• [TASK BRIEF]: Copy out each line of the material in which the word "derive" appears.

** Opening DATA PROVIDED block **

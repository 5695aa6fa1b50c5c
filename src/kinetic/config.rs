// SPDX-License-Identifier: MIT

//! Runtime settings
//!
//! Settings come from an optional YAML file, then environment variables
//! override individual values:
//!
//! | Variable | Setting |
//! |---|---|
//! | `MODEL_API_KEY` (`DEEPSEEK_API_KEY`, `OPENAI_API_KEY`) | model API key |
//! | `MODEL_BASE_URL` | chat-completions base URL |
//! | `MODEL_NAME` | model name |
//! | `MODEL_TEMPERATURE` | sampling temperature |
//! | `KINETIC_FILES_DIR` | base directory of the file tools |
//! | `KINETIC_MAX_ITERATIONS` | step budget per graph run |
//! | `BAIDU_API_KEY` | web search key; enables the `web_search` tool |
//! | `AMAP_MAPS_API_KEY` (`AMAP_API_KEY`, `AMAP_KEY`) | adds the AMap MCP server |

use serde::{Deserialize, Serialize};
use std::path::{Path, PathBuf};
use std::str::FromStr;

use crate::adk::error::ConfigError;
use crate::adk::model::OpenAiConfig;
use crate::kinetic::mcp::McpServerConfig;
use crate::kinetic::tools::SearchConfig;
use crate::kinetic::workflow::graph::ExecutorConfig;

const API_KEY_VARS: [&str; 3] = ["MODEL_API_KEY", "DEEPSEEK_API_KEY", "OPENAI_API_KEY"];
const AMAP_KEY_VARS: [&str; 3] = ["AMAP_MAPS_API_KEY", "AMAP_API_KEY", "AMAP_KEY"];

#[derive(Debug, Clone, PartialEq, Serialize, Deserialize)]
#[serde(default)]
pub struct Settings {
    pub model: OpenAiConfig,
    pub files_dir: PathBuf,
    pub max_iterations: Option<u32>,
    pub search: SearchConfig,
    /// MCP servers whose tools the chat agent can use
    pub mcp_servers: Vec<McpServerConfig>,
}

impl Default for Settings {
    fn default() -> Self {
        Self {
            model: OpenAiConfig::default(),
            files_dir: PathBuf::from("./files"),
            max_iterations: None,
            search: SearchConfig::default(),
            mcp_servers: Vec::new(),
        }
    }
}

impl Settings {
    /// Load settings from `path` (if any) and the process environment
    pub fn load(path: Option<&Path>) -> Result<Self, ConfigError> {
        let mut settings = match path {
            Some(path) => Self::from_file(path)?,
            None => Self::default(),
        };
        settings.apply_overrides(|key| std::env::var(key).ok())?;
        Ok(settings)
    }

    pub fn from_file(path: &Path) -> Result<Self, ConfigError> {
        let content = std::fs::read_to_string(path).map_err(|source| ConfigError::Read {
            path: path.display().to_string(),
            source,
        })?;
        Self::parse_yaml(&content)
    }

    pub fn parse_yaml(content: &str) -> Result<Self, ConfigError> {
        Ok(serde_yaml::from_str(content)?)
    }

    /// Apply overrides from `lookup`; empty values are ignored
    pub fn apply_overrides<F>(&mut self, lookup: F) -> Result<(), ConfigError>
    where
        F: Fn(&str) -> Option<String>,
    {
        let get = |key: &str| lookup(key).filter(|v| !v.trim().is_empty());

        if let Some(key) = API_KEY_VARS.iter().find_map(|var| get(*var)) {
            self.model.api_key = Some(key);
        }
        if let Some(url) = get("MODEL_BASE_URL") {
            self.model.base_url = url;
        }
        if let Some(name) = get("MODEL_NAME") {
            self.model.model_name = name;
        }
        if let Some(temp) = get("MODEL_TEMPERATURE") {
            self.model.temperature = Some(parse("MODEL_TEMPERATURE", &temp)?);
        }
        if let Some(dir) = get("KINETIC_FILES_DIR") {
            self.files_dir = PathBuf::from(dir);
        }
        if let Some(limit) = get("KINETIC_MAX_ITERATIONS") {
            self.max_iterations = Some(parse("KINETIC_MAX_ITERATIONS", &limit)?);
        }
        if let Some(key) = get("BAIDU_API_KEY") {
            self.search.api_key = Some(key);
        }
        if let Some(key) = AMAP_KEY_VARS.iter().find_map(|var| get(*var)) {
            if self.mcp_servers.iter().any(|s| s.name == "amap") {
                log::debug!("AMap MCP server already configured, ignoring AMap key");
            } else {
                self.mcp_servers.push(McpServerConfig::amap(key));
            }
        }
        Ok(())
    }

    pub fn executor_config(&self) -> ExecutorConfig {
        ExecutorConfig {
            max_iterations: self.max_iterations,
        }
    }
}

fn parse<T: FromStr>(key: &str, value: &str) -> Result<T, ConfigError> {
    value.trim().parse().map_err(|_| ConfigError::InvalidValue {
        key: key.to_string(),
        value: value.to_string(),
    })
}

** Closing DATA PROVIDED block **
** Opening DATA PROVIDED block **

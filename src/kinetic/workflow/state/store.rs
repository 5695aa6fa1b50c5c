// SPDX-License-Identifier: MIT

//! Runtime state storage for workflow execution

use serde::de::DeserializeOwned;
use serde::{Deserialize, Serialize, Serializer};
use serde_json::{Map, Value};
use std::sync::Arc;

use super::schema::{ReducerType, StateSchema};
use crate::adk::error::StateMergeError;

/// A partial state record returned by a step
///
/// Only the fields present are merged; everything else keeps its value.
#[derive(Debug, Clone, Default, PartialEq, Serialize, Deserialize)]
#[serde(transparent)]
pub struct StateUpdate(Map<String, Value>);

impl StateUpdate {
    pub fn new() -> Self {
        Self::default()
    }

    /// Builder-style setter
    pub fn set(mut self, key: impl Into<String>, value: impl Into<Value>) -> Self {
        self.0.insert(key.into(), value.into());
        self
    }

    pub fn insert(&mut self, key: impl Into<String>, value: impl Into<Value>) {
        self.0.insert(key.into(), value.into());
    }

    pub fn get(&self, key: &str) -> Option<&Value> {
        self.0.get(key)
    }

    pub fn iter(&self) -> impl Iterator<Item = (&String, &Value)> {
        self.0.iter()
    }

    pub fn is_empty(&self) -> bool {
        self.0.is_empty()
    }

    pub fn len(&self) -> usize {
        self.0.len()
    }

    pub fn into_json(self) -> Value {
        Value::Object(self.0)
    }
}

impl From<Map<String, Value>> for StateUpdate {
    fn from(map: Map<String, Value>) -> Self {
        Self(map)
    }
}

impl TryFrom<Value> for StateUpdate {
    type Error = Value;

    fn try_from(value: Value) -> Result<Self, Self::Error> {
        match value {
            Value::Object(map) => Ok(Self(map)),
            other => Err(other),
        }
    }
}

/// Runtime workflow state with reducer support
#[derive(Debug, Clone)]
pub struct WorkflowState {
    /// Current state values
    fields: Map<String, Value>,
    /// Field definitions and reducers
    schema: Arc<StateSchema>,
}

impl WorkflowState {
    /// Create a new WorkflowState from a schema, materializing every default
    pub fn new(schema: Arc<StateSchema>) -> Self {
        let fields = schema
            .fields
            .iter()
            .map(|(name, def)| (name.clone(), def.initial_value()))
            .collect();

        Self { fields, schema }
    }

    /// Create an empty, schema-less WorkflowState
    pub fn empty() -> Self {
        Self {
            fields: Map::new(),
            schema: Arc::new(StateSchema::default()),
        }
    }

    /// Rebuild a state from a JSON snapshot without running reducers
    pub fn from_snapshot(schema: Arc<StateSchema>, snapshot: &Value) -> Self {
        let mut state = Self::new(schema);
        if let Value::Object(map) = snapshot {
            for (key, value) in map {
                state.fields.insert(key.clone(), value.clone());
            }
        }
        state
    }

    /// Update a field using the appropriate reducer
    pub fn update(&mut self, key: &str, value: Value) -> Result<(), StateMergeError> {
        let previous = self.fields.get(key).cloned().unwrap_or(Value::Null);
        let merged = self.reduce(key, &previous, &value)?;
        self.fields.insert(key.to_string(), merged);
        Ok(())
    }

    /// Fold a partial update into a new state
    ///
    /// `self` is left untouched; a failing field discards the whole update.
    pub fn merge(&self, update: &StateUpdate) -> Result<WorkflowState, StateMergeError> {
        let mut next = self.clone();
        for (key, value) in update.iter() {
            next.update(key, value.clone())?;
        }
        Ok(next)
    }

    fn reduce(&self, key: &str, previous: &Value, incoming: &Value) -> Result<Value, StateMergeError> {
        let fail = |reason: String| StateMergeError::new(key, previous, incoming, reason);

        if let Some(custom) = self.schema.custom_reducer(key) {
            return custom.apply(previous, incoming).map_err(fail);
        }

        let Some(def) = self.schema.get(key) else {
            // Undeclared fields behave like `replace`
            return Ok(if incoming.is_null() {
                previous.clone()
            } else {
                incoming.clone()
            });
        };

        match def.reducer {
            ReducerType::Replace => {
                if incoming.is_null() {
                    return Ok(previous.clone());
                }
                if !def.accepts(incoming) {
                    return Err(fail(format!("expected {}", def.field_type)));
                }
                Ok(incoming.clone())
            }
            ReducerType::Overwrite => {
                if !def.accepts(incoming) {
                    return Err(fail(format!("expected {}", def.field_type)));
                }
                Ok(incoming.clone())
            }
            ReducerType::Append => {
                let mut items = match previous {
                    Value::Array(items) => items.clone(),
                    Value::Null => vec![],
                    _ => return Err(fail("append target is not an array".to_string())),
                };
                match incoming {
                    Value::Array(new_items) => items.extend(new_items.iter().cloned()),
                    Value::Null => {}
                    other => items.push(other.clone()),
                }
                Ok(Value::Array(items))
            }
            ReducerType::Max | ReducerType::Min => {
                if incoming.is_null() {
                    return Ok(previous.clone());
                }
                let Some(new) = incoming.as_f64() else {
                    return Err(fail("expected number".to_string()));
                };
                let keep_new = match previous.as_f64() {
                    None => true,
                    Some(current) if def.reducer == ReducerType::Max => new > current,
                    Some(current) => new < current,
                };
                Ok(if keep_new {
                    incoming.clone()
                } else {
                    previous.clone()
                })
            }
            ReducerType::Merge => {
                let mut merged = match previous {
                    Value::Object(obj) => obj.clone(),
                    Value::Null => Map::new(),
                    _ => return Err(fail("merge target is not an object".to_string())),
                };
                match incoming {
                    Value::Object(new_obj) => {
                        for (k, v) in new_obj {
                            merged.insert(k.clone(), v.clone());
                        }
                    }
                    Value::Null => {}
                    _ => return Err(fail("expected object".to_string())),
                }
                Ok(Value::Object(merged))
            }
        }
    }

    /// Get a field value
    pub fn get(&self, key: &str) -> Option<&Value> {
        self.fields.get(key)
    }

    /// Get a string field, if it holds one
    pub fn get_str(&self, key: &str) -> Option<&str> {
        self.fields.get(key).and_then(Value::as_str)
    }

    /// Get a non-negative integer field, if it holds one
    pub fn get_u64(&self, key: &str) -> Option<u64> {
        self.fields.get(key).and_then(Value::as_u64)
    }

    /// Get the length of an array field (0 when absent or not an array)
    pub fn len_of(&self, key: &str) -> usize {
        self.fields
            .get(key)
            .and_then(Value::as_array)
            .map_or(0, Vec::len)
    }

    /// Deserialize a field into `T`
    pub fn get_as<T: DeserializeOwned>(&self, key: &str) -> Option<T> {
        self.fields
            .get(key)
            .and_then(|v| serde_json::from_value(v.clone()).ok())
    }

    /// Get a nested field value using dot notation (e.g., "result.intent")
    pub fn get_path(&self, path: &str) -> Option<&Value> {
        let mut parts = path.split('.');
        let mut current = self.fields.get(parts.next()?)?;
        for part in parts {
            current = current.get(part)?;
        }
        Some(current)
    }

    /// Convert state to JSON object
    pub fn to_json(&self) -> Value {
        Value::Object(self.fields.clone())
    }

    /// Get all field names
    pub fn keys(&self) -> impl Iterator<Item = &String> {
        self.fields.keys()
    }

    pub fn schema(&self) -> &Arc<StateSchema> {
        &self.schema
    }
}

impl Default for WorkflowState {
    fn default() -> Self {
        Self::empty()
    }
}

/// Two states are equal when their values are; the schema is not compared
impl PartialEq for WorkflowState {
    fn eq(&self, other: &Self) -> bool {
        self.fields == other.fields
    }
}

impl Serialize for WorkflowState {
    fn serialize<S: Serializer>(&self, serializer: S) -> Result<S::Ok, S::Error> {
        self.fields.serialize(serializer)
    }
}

** Closing DATA PROVIDED block **

• [EXERCISE RESPONSE]:
#[derive(Debug, Clone, PartialEq, Serialize, Deserialize)]
#[derive(Debug, Clone, Default, PartialEq, Serialize, Deserialize)]
#[derive(Debug, Clone)]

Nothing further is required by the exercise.